• What is needed: Print nothing except the lines of the listing below from the line with "always the same" to the line with "binary-append or binary-write.\n\", each exactly as written, both ends included.

*** Opening of Information supplied ***

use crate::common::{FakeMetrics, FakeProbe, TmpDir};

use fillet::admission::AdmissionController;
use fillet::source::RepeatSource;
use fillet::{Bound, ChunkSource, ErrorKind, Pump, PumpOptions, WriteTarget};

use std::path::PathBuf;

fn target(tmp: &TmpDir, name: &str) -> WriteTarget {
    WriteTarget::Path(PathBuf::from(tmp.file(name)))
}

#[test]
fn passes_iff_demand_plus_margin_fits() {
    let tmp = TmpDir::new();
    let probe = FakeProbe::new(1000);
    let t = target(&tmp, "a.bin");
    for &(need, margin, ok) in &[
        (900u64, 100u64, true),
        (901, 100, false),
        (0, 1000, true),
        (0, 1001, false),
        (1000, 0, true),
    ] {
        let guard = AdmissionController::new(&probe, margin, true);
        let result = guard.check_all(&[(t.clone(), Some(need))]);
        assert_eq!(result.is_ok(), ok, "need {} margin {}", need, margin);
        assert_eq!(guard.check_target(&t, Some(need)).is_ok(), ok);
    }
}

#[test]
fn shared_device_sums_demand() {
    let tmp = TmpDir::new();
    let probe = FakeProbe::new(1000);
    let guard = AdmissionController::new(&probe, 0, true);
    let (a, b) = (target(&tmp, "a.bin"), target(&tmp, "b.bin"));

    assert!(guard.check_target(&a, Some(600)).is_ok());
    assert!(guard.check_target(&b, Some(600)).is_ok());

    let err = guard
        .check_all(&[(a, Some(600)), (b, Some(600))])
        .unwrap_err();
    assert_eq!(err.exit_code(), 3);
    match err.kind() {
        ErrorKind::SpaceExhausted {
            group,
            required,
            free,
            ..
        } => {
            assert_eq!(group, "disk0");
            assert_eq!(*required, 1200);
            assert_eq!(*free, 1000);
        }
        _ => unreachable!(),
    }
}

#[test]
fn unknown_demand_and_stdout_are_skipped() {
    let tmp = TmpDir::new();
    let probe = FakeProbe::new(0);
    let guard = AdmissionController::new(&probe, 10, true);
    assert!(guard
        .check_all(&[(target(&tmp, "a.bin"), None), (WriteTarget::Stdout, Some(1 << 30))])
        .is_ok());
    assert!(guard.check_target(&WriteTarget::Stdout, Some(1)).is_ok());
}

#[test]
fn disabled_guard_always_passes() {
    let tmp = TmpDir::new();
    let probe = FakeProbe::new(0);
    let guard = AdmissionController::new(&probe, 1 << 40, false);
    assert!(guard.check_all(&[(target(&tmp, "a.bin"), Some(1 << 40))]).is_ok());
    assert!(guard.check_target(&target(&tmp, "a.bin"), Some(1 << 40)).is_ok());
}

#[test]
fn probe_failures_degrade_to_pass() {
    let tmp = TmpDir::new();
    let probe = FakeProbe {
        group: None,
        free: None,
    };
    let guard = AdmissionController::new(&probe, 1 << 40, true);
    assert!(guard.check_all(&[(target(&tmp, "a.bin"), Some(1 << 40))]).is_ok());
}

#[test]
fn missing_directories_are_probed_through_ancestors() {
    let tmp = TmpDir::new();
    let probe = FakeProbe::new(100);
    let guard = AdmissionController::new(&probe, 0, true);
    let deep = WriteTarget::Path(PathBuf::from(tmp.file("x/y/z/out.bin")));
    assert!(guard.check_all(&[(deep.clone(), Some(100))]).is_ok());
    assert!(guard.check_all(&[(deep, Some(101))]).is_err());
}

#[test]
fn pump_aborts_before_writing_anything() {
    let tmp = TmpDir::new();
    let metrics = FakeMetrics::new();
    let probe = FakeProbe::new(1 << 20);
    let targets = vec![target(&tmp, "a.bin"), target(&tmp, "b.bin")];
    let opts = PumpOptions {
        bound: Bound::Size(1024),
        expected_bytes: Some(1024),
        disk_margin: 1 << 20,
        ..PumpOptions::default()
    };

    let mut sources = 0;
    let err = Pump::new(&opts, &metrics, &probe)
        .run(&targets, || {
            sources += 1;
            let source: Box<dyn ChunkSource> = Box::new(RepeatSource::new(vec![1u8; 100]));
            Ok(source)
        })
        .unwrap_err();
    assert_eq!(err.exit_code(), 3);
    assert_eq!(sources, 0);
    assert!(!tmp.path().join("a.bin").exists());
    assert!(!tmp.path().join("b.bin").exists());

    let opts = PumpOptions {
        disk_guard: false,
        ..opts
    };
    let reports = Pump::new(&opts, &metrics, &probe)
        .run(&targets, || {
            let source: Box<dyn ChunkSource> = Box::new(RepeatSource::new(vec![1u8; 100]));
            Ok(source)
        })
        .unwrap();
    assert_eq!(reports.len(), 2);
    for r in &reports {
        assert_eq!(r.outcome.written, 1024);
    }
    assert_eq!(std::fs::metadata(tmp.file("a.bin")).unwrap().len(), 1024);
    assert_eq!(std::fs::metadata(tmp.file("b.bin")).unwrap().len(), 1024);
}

*** Close of Information supplied ***
*** Opening of Information supplied ***

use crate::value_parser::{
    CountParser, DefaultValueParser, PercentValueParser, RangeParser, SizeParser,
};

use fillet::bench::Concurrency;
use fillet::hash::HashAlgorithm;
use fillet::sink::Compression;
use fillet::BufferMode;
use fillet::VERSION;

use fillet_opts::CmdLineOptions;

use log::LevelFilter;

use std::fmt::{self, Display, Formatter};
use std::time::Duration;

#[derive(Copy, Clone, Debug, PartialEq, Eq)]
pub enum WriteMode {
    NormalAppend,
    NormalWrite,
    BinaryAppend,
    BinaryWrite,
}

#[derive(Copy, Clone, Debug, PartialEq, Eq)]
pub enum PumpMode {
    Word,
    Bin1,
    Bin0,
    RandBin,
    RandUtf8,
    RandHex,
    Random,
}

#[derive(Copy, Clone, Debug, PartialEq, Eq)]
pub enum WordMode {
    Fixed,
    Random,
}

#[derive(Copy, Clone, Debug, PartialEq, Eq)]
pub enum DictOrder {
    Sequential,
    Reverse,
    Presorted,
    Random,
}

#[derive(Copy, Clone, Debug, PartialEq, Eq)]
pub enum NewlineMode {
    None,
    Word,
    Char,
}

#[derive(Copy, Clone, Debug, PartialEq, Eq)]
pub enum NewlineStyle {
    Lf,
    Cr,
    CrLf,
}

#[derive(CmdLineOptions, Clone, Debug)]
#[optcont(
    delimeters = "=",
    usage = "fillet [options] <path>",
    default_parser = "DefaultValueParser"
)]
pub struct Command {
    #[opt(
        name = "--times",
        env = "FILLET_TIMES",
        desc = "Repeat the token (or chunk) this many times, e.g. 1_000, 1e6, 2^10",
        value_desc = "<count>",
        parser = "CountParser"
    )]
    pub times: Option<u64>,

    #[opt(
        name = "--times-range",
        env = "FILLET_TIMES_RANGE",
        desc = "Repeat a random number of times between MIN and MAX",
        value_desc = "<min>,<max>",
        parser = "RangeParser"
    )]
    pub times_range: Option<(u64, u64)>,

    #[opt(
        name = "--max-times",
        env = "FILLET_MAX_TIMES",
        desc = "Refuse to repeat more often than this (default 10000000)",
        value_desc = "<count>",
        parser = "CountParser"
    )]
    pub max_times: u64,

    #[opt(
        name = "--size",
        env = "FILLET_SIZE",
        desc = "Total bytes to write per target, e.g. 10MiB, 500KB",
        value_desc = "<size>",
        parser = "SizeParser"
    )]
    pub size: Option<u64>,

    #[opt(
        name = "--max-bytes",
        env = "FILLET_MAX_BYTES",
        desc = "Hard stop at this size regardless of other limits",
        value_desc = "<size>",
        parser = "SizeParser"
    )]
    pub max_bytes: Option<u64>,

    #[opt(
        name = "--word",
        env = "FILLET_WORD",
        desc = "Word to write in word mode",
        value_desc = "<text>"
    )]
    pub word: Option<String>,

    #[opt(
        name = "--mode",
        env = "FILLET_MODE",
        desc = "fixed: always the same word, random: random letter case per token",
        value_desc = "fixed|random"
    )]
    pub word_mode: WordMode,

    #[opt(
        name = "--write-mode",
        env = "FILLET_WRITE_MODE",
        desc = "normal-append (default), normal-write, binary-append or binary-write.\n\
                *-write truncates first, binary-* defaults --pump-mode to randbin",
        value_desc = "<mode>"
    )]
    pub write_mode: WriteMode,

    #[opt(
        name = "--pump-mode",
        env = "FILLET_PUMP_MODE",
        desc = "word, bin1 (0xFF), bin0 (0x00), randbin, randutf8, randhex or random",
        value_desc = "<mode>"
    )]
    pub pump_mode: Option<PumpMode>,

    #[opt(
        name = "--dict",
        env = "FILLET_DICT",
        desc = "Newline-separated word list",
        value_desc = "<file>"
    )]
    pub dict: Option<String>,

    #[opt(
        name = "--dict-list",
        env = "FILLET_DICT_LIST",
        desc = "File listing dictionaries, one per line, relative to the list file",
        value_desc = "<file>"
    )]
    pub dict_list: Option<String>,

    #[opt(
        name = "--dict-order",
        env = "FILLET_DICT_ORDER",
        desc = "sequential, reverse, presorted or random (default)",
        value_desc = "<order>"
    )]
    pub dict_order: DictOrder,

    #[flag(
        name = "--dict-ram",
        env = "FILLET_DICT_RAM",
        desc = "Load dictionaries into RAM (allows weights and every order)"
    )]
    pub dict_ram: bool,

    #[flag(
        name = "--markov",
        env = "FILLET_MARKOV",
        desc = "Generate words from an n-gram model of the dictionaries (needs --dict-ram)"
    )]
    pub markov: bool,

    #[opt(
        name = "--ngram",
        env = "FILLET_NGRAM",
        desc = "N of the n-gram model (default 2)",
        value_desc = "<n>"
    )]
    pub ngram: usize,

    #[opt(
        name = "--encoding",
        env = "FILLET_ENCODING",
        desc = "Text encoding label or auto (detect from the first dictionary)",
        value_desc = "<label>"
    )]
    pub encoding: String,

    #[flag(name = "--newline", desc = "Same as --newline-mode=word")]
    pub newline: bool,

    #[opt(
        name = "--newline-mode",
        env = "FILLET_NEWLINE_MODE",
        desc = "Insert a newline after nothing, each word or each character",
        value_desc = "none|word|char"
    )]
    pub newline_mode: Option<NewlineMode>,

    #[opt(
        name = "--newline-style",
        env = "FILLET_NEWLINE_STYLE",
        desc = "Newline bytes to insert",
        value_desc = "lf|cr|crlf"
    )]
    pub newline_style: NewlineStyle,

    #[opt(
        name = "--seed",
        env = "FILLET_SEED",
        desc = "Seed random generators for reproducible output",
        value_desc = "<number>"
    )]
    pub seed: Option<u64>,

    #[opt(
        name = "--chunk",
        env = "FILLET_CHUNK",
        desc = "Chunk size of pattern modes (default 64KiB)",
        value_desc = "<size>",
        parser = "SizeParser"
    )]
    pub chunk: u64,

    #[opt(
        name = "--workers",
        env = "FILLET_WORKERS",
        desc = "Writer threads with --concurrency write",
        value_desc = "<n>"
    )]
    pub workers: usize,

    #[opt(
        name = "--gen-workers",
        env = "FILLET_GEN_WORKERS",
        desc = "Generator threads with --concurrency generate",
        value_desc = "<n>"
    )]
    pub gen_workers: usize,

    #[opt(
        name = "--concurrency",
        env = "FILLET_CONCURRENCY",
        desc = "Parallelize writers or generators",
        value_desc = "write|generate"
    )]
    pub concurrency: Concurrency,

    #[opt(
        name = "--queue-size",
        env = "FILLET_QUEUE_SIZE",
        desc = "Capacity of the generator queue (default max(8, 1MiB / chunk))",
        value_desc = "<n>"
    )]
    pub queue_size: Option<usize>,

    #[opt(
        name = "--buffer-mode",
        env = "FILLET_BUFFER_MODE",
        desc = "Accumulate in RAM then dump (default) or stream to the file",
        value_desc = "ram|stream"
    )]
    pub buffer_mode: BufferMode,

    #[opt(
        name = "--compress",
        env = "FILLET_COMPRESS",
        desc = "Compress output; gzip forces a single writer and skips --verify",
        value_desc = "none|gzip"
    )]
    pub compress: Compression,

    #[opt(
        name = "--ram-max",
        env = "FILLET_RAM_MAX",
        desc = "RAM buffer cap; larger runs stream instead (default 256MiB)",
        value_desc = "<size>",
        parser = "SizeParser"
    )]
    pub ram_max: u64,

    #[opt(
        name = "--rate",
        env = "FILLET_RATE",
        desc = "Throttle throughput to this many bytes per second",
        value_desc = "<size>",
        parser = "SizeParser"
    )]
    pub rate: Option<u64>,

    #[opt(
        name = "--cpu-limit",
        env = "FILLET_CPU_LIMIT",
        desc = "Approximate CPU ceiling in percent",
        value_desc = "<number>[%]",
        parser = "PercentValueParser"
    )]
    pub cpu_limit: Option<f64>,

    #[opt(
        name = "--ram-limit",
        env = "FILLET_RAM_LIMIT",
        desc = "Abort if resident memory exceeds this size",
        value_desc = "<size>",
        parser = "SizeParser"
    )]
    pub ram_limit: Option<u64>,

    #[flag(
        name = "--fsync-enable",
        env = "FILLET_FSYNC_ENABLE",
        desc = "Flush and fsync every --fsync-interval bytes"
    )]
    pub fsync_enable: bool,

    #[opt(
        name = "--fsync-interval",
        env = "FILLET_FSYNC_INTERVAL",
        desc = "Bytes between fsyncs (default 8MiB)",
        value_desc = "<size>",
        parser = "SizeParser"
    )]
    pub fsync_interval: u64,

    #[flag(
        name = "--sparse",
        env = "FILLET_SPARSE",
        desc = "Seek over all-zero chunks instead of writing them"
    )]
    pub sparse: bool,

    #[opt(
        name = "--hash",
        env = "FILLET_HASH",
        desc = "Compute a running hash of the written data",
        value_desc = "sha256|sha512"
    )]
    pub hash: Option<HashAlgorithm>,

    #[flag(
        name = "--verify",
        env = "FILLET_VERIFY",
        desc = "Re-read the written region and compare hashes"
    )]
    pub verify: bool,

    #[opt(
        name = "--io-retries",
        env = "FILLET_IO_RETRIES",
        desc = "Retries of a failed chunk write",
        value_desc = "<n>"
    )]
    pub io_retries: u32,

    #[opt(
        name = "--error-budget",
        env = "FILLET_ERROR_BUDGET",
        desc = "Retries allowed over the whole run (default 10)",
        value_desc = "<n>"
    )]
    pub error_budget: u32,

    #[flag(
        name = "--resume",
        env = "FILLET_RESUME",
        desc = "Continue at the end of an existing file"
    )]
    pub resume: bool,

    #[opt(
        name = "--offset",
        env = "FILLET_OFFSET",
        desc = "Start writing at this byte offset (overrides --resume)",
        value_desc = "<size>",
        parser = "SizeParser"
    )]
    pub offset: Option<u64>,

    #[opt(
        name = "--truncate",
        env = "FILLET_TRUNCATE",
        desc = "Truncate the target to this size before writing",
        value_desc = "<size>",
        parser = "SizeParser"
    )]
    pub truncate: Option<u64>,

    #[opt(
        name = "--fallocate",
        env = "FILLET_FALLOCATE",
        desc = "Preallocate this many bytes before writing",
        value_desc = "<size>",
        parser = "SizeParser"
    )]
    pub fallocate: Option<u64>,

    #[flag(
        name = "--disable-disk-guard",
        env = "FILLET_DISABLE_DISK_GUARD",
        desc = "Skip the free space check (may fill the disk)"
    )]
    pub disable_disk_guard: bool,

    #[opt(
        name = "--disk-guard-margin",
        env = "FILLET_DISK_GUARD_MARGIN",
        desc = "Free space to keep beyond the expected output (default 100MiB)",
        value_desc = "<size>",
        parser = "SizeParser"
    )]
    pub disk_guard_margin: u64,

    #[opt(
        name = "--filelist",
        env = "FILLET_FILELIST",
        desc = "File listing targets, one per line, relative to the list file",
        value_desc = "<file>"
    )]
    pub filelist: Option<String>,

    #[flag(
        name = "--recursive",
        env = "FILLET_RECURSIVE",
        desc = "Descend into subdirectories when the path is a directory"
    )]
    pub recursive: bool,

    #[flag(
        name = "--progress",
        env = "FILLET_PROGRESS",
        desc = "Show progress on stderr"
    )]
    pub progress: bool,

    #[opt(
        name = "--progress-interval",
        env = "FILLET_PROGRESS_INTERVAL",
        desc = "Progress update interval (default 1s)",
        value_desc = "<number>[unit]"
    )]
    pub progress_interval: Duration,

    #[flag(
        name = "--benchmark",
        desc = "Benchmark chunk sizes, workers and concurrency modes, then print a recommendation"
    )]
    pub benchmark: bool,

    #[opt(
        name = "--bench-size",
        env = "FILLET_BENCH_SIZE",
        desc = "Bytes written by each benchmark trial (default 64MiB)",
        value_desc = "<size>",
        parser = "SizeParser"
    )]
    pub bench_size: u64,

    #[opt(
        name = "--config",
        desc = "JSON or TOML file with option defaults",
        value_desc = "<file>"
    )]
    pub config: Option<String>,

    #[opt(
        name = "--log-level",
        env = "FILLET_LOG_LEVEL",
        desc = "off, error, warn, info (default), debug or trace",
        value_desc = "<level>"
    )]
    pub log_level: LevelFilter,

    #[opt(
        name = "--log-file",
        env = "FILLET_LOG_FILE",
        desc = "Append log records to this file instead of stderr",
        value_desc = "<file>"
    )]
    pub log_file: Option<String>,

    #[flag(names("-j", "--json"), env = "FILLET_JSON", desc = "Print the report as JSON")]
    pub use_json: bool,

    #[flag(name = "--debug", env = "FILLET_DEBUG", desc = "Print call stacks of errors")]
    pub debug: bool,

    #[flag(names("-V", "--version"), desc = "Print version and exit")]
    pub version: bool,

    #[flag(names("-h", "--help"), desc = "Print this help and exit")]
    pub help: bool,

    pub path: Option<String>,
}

*** Close of Information supplied ***

• Response to the exercise:
        desc = "fixed: always the same word, random: random letter case per token",
        value_desc = "fixed|random"
    )]
    pub word_mode: WordMode,

    #[opt(
        name = "--write-mode",
        env = "FILLET_WRITE_MODE",
        desc = "normal-append (default), normal-write, binary-append or binary-write.\n\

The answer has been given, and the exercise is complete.